Footnote 2 Compare the decisions holding that access to a water line may be destroyed in the interest of navigation, Gibson v. United States, , 17 S.Ct. 578; Scranton v. Wheeler, 179 U.S. 141, 21 S. Ct. 48; cf. Greenleaf Lumber Co. v. Garrison, 237 U.S. 251, 35 S.Ct. 551; or a tract of land, unrelated to that taken, incidentally damaged, Sharp v. United States, 191 U.S. 341, 24 S.Ct. 114; cf. Richards v. Washington Terminal Co., 233 U.S. 546, 553, 554 S., 34 S.Ct. 654, L.R.A. 1915A, 887, without payment of compensation.
Footnote 3 A different question is presented in the cases relied on by the court below which indicate that a dedication of land to the public, by an individual, or a conveyance to a municipality, to be used as a park, is subject to a condition or imposes a trust that the use be continued, breach of which may be restrained. Douglass v. City of Montgomery, 118 Ala. 599, 24 So. 745, 43 L.R.A. 376. Cf. City of Cincinnati v. White, 6 Pet. 431; Sheffield & Tuscumbia Street Ry. v. Rand & Moore, 83 Ala. 294, 3 So. 686. See, also, Village of Riverside v. MacLain, 210 Ill. 308, 71 N.E. 408, 66 L.R.A. 288, 102 Am.St.Rep. 164; Price v. Thompson, 48 Mo. 361; 3 Dillon, Municipal Corporations (5th Ed.) 1102. There rights in the land or against the municipality were said to have been reserved in the grantor or created in the owners of neighboring land by the terms of the grant.

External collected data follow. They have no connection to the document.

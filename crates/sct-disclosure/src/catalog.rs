//! # Product Catalog
//!
//! Operator-side writes: products, their suppliers and surveys, and the
//! explicit supplier verification step. Every write checks the invariants
//! that the hierarchy builder and the scorer rely on.

use std::collections::HashSet;
use std::sync::Arc;

use serde::Deserialize;

use sct_core::{
    Product, ProductId, QuestionKind, SctError, Supplier, SupplierId, Survey, SurveyId,
    SurveyQuestion, Timestamp,
};
use sct_graph::{
    validate_hierarchy, validate_new_supplier, HierarchyError, SupplyChainForest,
    SupplyChainGraphBuilder,
};
use sct_state::SupplierLifecycle;

use crate::invitation::check_email;
use crate::repository::{DisclosureRepository, RepositoryError};

/// Input for [`CatalogService::add_supplier`].
#[derive(Debug, Clone, PartialEq, Eq, Deserialize)]
#[serde(rename_all = "camelCase")]
pub struct NewSupplier {
    pub product_id: ProductId,
    pub name: String,
    pub email: String,
    pub tier: u32,
    #[serde(default)]
    pub parent_supplier_id: Option<SupplierId>,
}

/// Operator-side catalog operations.
#[derive(Clone)]
pub struct CatalogService {
    repo: Arc<dyn DisclosureRepository>,
}

impl CatalogService {
    pub fn new(repo: Arc<dyn DisclosureRepository>) -> Self {
        Self { repo }
    }

    pub fn register_product(
        &self,
        name: &str,
        description: &str,
        company_name: &str,
    ) -> Result<Product, SctError> {
        let name = non_blank("product name", name)?;
        let company = non_blank("company name", company_name)?;
        let product = Product::new(name, description.trim(), company);
        self.repo.insert_product(product.clone())?;
        tracing::info!(product_id = %product.id, "product registered");
        Ok(product)
    }

    /// Add a supplier to a product's chain.
    ///
    /// The parent, when given, must exist, belong to the same product and
    /// sit at a strictly smaller tier.
    pub fn add_supplier(&self, input: NewSupplier) -> Result<Supplier, SctError> {
        self.repo.product(&input.product_id)?;
        let name = non_blank("supplier name", &input.name)?;
        let email = input.email.trim();
        check_email(email)?;

        let candidate = Supplier::new(
            input.product_id,
            name,
            email,
            input.tier,
            input.parent_supplier_id,
        );
        let existing = match input.parent_supplier_id {
            Some(pid) => match self.repo.supplier(&pid) {
                Ok(parent) => vec![parent],
                Err(RepositoryError::NotFound { .. }) => Vec::new(),
                Err(e) => return Err(e.into()),
            },
            None => Vec::new(),
        };
        validate_new_supplier(&candidate, &existing)?;
        self.repo.insert_supplier(candidate.clone())?;
        tracing::info!(
            supplier_id = %candidate.id,
            product_id = %candidate.product_id,
            tier = candidate.tier,
            "supplier added"
        );
        Ok(candidate)
    }

    /// Create a survey for the suppliers of one tier.
    pub fn create_survey(
        &self,
        product_id: ProductId,
        supplier_tier: u32,
        questions: Vec<SurveyQuestion>,
    ) -> Result<Survey, SctError> {
        self.repo.product(&product_id)?;
        if supplier_tier == 0 {
            return Err(SctError::InvalidInput(
                "survey supplier tier must be at least 1".into(),
            ));
        }
        check_questions(&questions)?;
        let survey = Survey {
            id: SurveyId::new(),
            product_id,
            supplier_tier,
            questions,
            created_at: Timestamp::now(),
        };
        self.repo.insert_survey(survey.clone())?;
        tracing::info!(
            survey_id = %survey.id,
            product_id = %product_id,
            questions = survey.questions.len(),
            "survey created"
        );
        Ok(survey)
    }

    /// Operator confirmation of a supplier's disclosure (RESPONDED → VERIFIED).
    pub fn confirm_supplier_verified(&self, id: &SupplierId) -> Result<Supplier, SctError> {
        let at = Timestamp::now();
        let supplier = self
            .repo
            .try_update_supplier(id, &mut |s| {
                SupplierLifecycle::confirm_verified(s, at).map(|_| ())
            })??;
        Ok(supplier)
    }

    /// The product's supplier forest, rebuilt from the current records.
    pub fn supply_chain(&self, product_id: &ProductId) -> Result<SupplyChainForest, SctError> {
        self.repo.product(product_id)?;
        let suppliers = self.repo.suppliers(product_id)?;
        Ok(SupplyChainGraphBuilder::build(&suppliers))
    }

    /// Every hierarchy invariant the product's suppliers currently violate.
    pub fn audit_hierarchy(&self, product_id: &ProductId) -> Result<Vec<HierarchyError>, SctError> {
        let suppliers = self.repo.suppliers(product_id)?;
        Ok(validate_hierarchy(&suppliers))
    }
}

fn non_blank<'a>(field: &str, value: &'a str) -> Result<&'a str, SctError> {
    let trimmed = value.trim();
    if trimmed.is_empty() {
        Err(SctError::InvalidInput(format!("{field} must not be empty")))
    } else {
        Ok(trimmed)
    }
}

fn check_questions(questions: &[SurveyQuestion]) -> Result<(), SctError> {
    if questions.is_empty() {
        return Err(SctError::InvalidInput(
            "survey must have at least one question".into(),
        ));
    }
    let mut seen = HashSet::new();
    for q in questions {
        if !seen.insert(q.id.as_str()) {
            return Err(SctError::InvalidInput(format!(
                "duplicate question id {:?}",
                q.id.as_str()
            )));
        }
        if q.question.trim().is_empty() {
            return Err(SctError::InvalidInput(format!(
                "question {:?} has no text",
                q.id.as_str()
            )));
        }
        let needs_options = matches!(q.kind, QuestionKind::Select | QuestionKind::Multiselect);
        if needs_options && q.options.as_ref().map_or(true, |o| o.is_empty()) {
            return Err(SctError::InvalidInput(format!(
                "question {:?} needs at least one option",
                q.id.as_str()
            )));
        }
    }
    Ok(())
}

#[cfg(test)]
mod tests {
    use super::*;
    use sct_core::{ErrorKind, QuestionCategory, QuestionId, SupplierStatus};

    use crate::repository::InMemoryRepository;

    fn service() -> (Arc<InMemoryRepository>, CatalogService, Product) {
        let repo = Arc::new(InMemoryRepository::new());
        let catalog = CatalogService::new(repo.clone());
        let product = catalog
            .register_product("Organic Cotton Shirt", "", "Acme Textiles")
            .unwrap();
        (repo, catalog, product)
    }

    fn new_supplier(product: &Product, name: &str, tier: u32, parent: Option<SupplierId>) -> NewSupplier {
        NewSupplier {
            product_id: product.id,
            name: name.to_string(),
            email: format!("{}@example.test", name.to_lowercase()),
            tier,
            parent_supplier_id: parent,
        }
    }

    fn question(id: &str, kind: QuestionKind, options: Option<Vec<&str>>) -> SurveyQuestion {
        SurveyQuestion {
            id: QuestionId::new(id).unwrap(),
            kind,
            question: format!("About {id}?"),
            options: options.map(|o| o.into_iter().map(String::from).collect()),
            required: true,
            category: QuestionCategory::Environmental,
        }
    }

    #[test]
    fn register_product_requires_names() {
        let (_, catalog, _) = service();
        assert!(catalog.register_product(" ", "", "Acme").is_err());
        assert!(catalog.register_product("Shirt", "", "").is_err());
    }

    #[test]
    fn builds_tiered_chain() {
        let (_, catalog, product) = service();
        let mill = catalog.add_supplier(new_supplier(&product, "Mill", 1, None)).unwrap();
        let farm = catalog
            .add_supplier(new_supplier(&product, "Farm", 2, Some(mill.id)))
            .unwrap();
        assert_eq!(farm.status, SupplierStatus::Pending);

        let forest = catalog.supply_chain(&product.id).unwrap();
        assert_eq!(forest.roots.len(), 1);
        assert_eq!(forest.roots[0].children[0].id, farm.id);
        assert!(catalog.audit_hierarchy(&product.id).unwrap().is_empty());
    }

    #[test]
    fn add_supplier_rejects_bad_hierarchy() {
        let (repo, catalog, product) = service();
        let mill = catalog.add_supplier(new_supplier(&product, "Mill", 2, None)).unwrap();

        let cases = [
            new_supplier(&product, "Zero", 0, None),
            new_supplier(&product, "Orphan", 3, Some(SupplierId::new())),
            new_supplier(&product, "Same", 2, Some(mill.id)),
            new_supplier(&product, "Upper", 1, Some(mill.id)),
        ];
        for input in cases {
            let err = catalog.add_supplier(input).unwrap_err();
            assert_eq!(err.kind(), ErrorKind::InvalidInput, "{err}");
        }

        let other = catalog.register_product("Other", "", "Other Co").unwrap();
        let err = catalog
            .add_supplier(new_supplier(&other, "Cross", 3, Some(mill.id)))
            .unwrap_err();
        assert_eq!(err.kind(), ErrorKind::InvalidInput);
        assert_eq!(repo.suppliers(&product.id).unwrap().len(), 1);
        assert!(repo.suppliers(&other.id).unwrap().is_empty());
    }

    #[test]
    fn add_supplier_to_unknown_product_is_not_found() {
        let (_, catalog, _) = service();
        let ghost = Product::new("Ghost", "", "Nobody");
        let err = catalog
            .add_supplier(new_supplier(&ghost, "Mill", 1, None))
            .unwrap_err();
        assert_eq!(err.kind(), ErrorKind::NotFound);
    }

    #[test]
    fn create_survey_checks_questions() {
        let (_, catalog, product) = service();
        let ok = catalog
            .create_survey(
                product.id,
                1,
                vec![
                    question("origin", QuestionKind::Text, None),
                    question("certs", QuestionKind::Multiselect, Some(vec!["GOTS", "OEKO-TEX"])),
                ],
            )
            .unwrap();
        assert_eq!(ok.questions.len(), 2);

        let bad: Vec<(u32, Vec<SurveyQuestion>)> = vec![
            (1, vec![]),
            (0, vec![question("a", QuestionKind::Text, None)]),
            (
                1,
                vec![
                    question("a", QuestionKind::Text, None),
                    question("a", QuestionKind::Date, None),
                ],
            ),
            (1, vec![question("pick", QuestionKind::Select, Some(vec![]))]),
            (1, vec![question("pick", QuestionKind::Select, None)]),
        ];
        for (tier, questions) in bad {
            let err = catalog.create_survey(product.id, tier, questions).unwrap_err();
            assert_eq!(err.kind(), ErrorKind::InvalidInput, "{err}");
        }
    }

    #[test]
    fn confirm_verified_requires_response_first() {
        let (repo, catalog, product) = service();
        let mill = catalog.add_supplier(new_supplier(&product, "Mill", 1, None)).unwrap();
        let err = catalog.confirm_supplier_verified(&mill.id).unwrap_err();
        assert_eq!(err.kind(), ErrorKind::InvalidInput);

        repo.try_update_supplier(&mill.id, &mut |s| {
            SupplierLifecycle::record_response(s, Timestamp::now());
            Ok(())
        })
        .unwrap()
        .unwrap();
        let verified = catalog.confirm_supplier_verified(&mill.id).unwrap();
        assert_eq!(verified.status, SupplierStatus::Verified);
        assert_eq!(repo.supplier(&mill.id).unwrap().status, SupplierStatus::Verified);
    }
}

Equally distinguishable are the decisions which likewise deal with the authority of a municipality, not the power of the Legislature, to divert park lands from park uses, but in which the lands were acquired by unrestricted purchase or by eminent domain. See 3 Dillon, supra, 991, 1023.
Footnote 4 As originally introduced and reported, the bill authorizing and establishing the park (S. No. 4, 51st Cong., 1st Sess.) had no provision for the assessment of benefited property. 21 Cong.Rec. 96, 353, 902, 1109, 2371, 2578-2590. Such a method of financing was suggested by Representative Payson, Id. 2580, who offered an amendment embodying this plan, Id. 3939, which, after conference, was adopted, in substance, as section 6. See Id. 3952, 3953, 5300-5303, 5673, 5902, 5903, 5988, 6163, 10417-10419, 10457, 10458, 10441-10444. In explaining the assessment provision on the floor, Mr. Payson said: 'Suppose that a man owns a piece of property, distant, we will suppose, a quarter of a mile from the park and that piece of property is worth today $1,000. Now, if by reason of the expenditure made by the Government in this great public improvement this man's property should become, in the judgment of the commission, worth $2, 000, the direct benefit thus arising to the property would be assessed against it to assist in paying for the proposed improvement.' Id. 3940.